◆ **ASSIGNED TASK**:
Find the word "changes" in the data below and copy each line that holds it.

◆ **GIVEN INFORMATION**:
impl<T> SyncService<T>
where
    T: HttpTransport + Clone + 'static,
{
    pub fn new(client: UpstreamClient<T>, db: DatabaseConnection, config: SyncConfig) -> Self {
        Self {
            client,
            db,
            config,
            fetch_options: FetchOptions::default(),
            property_ids: PROPERTY_IDS.to_vec(),
            scheduler: RwLock::new(None),
            state: RwLock::new(ServiceState::default()),
            run_lock: Mutex::new(()),
        }
    }

    /// Override the tracked property ids (defaults to the full fixed set).
    pub fn with_property_ids(mut self, ids: Vec<i64>) -> Self {
        self.property_ids = ids;
        self
    }

    /// Override the fetch fan-out options.
    pub fn with_fetch_options(mut self, options: FetchOptions) -> Self {
        self.fetch_options = options;
        self
    }

    pub fn config(&self) -> &SyncConfig {
        &self.config
    }

    pub fn db(&self) -> &DatabaseConnection {
        &self.db
    }

    /// Start the automatic scheduler.
    ///
    /// A no-op success when auto sync is disabled; `AlreadyRunning` when the
    /// scheduler is already active. `interval_override` replaces the
    /// configured period for this activation.
    pub fn start(
        self: &Arc<Self>,
        cancel: watch::Receiver<bool>,
        interval_override: Option<Duration>,
    ) -> Result<(), SyncError> {
        let mut state = self.state.write().unwrap_or_else(|e| e.into_inner());
        if state.running {
            return Err(SyncError::AlreadyRunning);
        }

        if !self.config.enable_auto {
            tracing::info!("Automatic sync is disabled");
            return Ok(());
        }

        let interval = interval_override.unwrap_or(self.config.interval);
        let scheduler = Arc::new(Scheduler::new(interval));

        let service = Arc::clone(self);
        let run_cancel = cancel.clone();
        scheduler.start(cancel, move || {
            let service = Arc::clone(&service);
            let run_cancel = run_cancel.clone();
            async move {
                match service.sync_now(run_cancel, "scheduled").await {
                    Ok(result) => tracing::info!(
                        sync_id = %result.sync_id,
                        status = %result.status,
                        total_properties = result.total_properties,
                        updated_properties = result.updated_properties,
                        failed_properties = result.failed_properties,
                        duration_ms = result.duration_ms,
                        "Scheduled sync finished"
                    ),
                    Err(e) => tracing::error!(error = %e, "Scheduled sync failed"),
                }
            }
        })?;

        *self.scheduler.write().unwrap_or_else(|e| e.into_inner()) = Some(scheduler);
        state.running = true;

        tracing::info!(
            interval = %format_interval(interval),
            batch_size = self.config.batch_size,
            max_concurrent = self.config.max_concurrent,
            "Sync service started"
        );

        Ok(())
    }

    /// Stop the automatic scheduler. `NotRunning` when it isn't active.
    pub fn stop(&self) -> Result<(), SyncError> {
        let mut state = self.state.write().unwrap_or_else(|e| e.into_inner());
        if !state.running {
            return Err(SyncError::NotRunning);
        }

        if let Some(scheduler) = self
            .scheduler
            .write()
            .unwrap_or_else(|e| e.into_inner())
            .take()
        {
            scheduler.stop();
        }

        state.running = false;

        tracing::info!("Sync service stopped");
        Ok(())
    }

    /// Fire-and-forget manual trigger. Returns the trigger timestamp
    /// immediately; observers poll [`status`](Self::status).
    pub fn trigger(self: &Arc<Self>) -> DateTime<Utc> {
        let triggered_at = Utc::now();
        tracing::info!("Manual sync triggered");

        let service = Arc::clone(self);
        tokio::spawn(async move {
            let (_tx, cancel) = watch::channel(false);
            match service.sync_now(cancel, "manual").await {
                Ok(result) => tracing::info!(
                    sync_id = %result.sync_id,
                    status = %result.status,
                    updated_properties = result.updated_properties,
                    "Manual sync finished"
                ),
                Err(e) => tracing::error!(error = %e, "Manual sync failed"),
            }
        });

        triggered_at
    }

    /// Run one complete synchronization now.
    ///
    /// Individual property failures are counted, not fatal. The run fails
    /// wholesale only when the fetch produced nothing but errors, or when
    /// the cancel signal fired.
    pub async fn sync_now(
        &self,
        cancel: watch::Receiver<bool>,
        sync_type: &str,
    ) -> Result<SyncResult, SyncError> {
        let _run_guard = self.run_lock.lock().await;

        let start_time = Utc::now();
        let sync_id = format!("sync_{}", start_time.format("%Y%m%d_%H%M%S%3f"));

        if let Err(e) =
            store::create_sync_log(&self.db, &sync_id, sync_type, start_time.fixed_offset()).await
        {
            tracing::warn!(sync_id = %sync_id, error = %e, "Failed to create sync log");
        }

        tracing::info!(sync_id = %sync_id, "Fetching properties from upstream");
        let fetched = fetch_all(
            &self.client,
            &self.property_ids,
            &self.fetch_options,
            cancel.clone(),
        )
        .await;

        let total_properties = fetched.success_count();

        // Nothing fetched and at least one error means the upstream (or the
        // network) is down wholesale; there is no point diffing.
        if !fetched.cancelled && total_properties == 0 && fetched.failure_count() > 0 {
            let error = SyncError::Fetch(format!(
                "all {} property fetches failed",
                fetched.failure_count()
            ));
            return Ok(self
                .finish_failed(&sync_id, start_time, &error.to_string(), RunTotals::default())
                .await);
        }

        let mut updated = 0usize;
        let mut unchanged = 0usize;
        let mut failed = 0usize;
        let mut run_cancelled = fetched.cancelled;

        let mut bundles = fetched.bundles;
        while !bundles.is_empty() {
            if *cancel.borrow() {
                run_cancelled = true;
                break;
            }

            let take = self.config.batch_size.max(1).min(bundles.len());
            let batch: Vec<PropertyBundle> = bundles.drain(..take).collect();
            let (batch_updated, batch_unchanged, batch_failed, batch_cancelled) =
                self.process_batch(batch, cancel.clone()).await;

            updated += batch_updated;
            unchanged += batch_unchanged;
            failed += batch_failed;
            if batch_cancelled {
                run_cancelled = true;
                break;
            }
        }

        let totals = RunTotals {
            total_properties: total_properties as i32,
            updated_properties: updated as i32,
            failed_properties: failed as i32,
        };

        if run_cancelled {
            tracing::warn!(sync_id = %sync_id, "Sync run cancelled; partial results committed");
            return Ok(self
                .finish_failed(&sync_id, start_time, &SyncError::Cancelled.to_string(), totals)
                .await);
        }

        if let Err(e) = store::complete_sync_log(&self.db, &sync_id, totals).await {
            tracing::warn!(sync_id = %sync_id, error = %e, "Failed to complete sync log");
        }

        let end_time = Utc::now();
        {
            let mut state = self.state.write().unwrap_or_else(|e| e.into_inner());
            state.last_sync = Some(end_time);
            state.stats = SyncStats {
                total_properties,
                updated_properties: updated,
                failed_properties: failed,
                last_error: None,
            };
        }

        tracing::info!(
            sync_id = %sync_id,
            total_properties,
            updated_properties = updated,
            unchanged_properties = unchanged,
            failed_properties = failed,
            fetch_errors = fetched.errors.len(),
            "Sync run completed"
        );

        Ok(SyncResult {
            sync_id,
            status: RunStatus::Completed,
            start_time,
            end_time,
            duration_ms: (end_time - start_time).num_milliseconds().max(0) as u64,
            total_properties,
            updated_properties: updated,
            failed_properties: failed,
            error: None,
        })
    }

    async fn finish_failed(
        &self,
        sync_id: &str,
        start_time: DateTime<Utc>,
        message: &str,
        totals: RunTotals,
    ) -> SyncResult {
        if let Err(e) = store::fail_sync_log(&self.db, sync_id, message, totals).await {
            tracing::warn!(sync_id = %sync_id, error = %e, "Failed to update sync log");
        }

        let end_time = Utc::now();
        {
            let mut state = self.state.write().unwrap_or_else(|e| e.into_inner());
            state.stats = SyncStats {
                total_properties: totals.total_properties as usize,
                updated_properties: totals.updated_properties as usize,
                failed_properties: totals.failed_properties as usize,
                last_error: Some(message.to_string()),
            };
        }

        tracing::error!(sync_id = %sync_id, error = %message, "Sync run failed");

        SyncResult {
            sync_id: sync_id.to_string(),
            status: RunStatus::Failed,
            start_time,
            end_time,
            duration_ms: (end_time - start_time).num_milliseconds().max(0) as u64,
            total_properties: totals.total_properties as usize,
            updated_properties: totals.updated_properties as usize,
            failed_properties: totals.failed_properties as usize,
            error: Some(message.to_string()),
        }
    }

    /// Process one batch with bounded parallelism.
    ///
    /// Each worker paces itself off the configured rate limit before
    /// touching the database, bounding write pressure.
    async fn process_batch(
        &self,
        batch: Vec<PropertyBundle>,
        cancel: watch::Receiver<bool>,
    ) -> (usize, usize, usize, bool) {
        let semaphore = Arc::new(Semaphore::new(self.config.max_concurrent.max(1)));
        let pacing = self.config.persist_pacing();

        let mut outcomes = Vec::with_capacity(batch.len());
        {
            let futures: Vec<_> = batch
                .into_iter()
                .map(|bundle| {
                    let semaphore = Arc::clone(&semaphore);
                    let cancel = cancel.clone();
                    async move {
                        let Ok(_permit) = semaphore.acquire().await else {
                            return PropertyOutcome::Cancelled;
                        };

                        if *cancel.borrow() {
                            return PropertyOutcome::Cancelled;
                        }

                        tokio::time::sleep(pacing).await;
                        self.process_property(&bundle).await
                    }
                })
                .collect();

            for outcome in futures::future::join_all(futures).await {
                outcomes.push(outcome);
            }
        }

        let mut updated = 0;
        let mut unchanged = 0;
        let mut failed = 0;
        let mut cancelled = false;
        for outcome in outcomes {
            match outcome {
                PropertyOutcome::Updated => updated += 1,
                PropertyOutcome::Unchanged => unchanged += 1,
                PropertyOutcome::Failed => failed += 1,
                PropertyOutcome::Cancelled => cancelled = true,
            }
        }

        (updated, unchanged, failed, cancelled)
    }

    /// Diff one fetched bundle against the store and persist if needed.
    async fn process_property(&self, bundle: &PropertyBundle) -> PropertyOutcome {
        let hotel_id = bundle.hotel_id();

        let stored = match store::load_bundle(&self.db, hotel_id).await {
            Ok(stored) => Some(stored),
            Err(e) if e.is_not_found() => None,
            Err(e) => {
                tracing::error!(hotel_id, error = %e, "Failed to read stored bundle");
                return PropertyOutcome::Failed;
            }
        };

        let changes = compare_bundles(bundle, stored.as_ref());
        if !changes.has_changes() {
            return match store::touch_last_synced(&self.db, hotel_id).await {
                Ok(()) => PropertyOutcome::Unchanged,
                Err(e) => {
                    tracing::error!(hotel_id, error = %e, "Failed to advance last_synced");
                    PropertyOutcome::Failed
                }
            };
        }

        tracing::debug!(
            hotel_id,
            changed_fields = ?changes.changed_fields,
            reviews_changed = changes.reviews_changed,
            translations_changed = changes.translations_changed,
            "Property changed, persisting"
        );

        match self.persist_with_retry(bundle).await {
            Ok(()) => PropertyOutcome::Updated,
            Err(e) => {
                tracing::error!(hotel_id, error = %e, "Failed to persist property");
                if let Err(mark_err) = store::mark_sync_failed(&self.db, hotel_id).await {
                    tracing::warn!(hotel_id, error = %mark_err, "Failed to mark property failed");
                }
                PropertyOutcome::Failed
            }
        }
    }

    /// Persist a bundle, retrying transient database failures with a fixed
    /// delay. Validation errors are not retried.
    async fn persist_with_retry(&self, bundle: &PropertyBundle) -> Result<(), StoreError> {
        let hotel_id = bundle.hotel_id();
        let backoff = ConstantBuilder::default()
            .with_delay(self.config.retry_delay)
            .with_max_times(self.config.retry_attempts);

        (|| async { store::upsert_bundle(&self.db, bundle).await })
            .retry(backoff)
            .when(|e: &StoreError| matches!(e, StoreError::Database(_)))
            .notify(|e, dur| {
                tracing::warn!(
                    hotel_id,
                    retry_in_ms = dur.as_millis() as u64,
                    error = %e,
                    "Persist failed, retrying"
                );
            })
            .await
    }

    /// Snapshot of the current sync status.
    pub fn status(&self) -> SyncStatus {
        let state = self.state.read().unwrap_or_else(|e| e.into_inner());
        let scheduler = self.scheduler.read().unwrap_or_else(|e| e.into_inner());

        let (next_sync, interval) = match scheduler.as_ref() {
            Some(s) => (s.next_run(), s.interval()),
            None => (None, self.config.interval),
        };

        SyncStatus {
            is_running: state.running,
            last_sync: state.last_sync,
            next_sync,
            total_properties: state.stats.total_properties,
            updated_properties: state.stats.updated_properties,
            failed_properties: state.stats.failed_properties,
            sync_interval: format_interval(interval),
            last_error: state.stats.last_error.clone(),
        }
    }

    /// Health report for the health endpoint.
    pub fn health(&self) -> super::types::SyncHealth {
        super::types::SyncHealth::from(&self.status())
    }
}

◆ **ANSWER TO THE PROBLEM**:
        let changes = compare_bundles(bundle, stored.as_ref());
        if !changes.has_changes() {
            changed_fields = ?changes.changed_fields,
            reviews_changed = changes.reviews_changed,
            translations_changed = changes.translations_changed,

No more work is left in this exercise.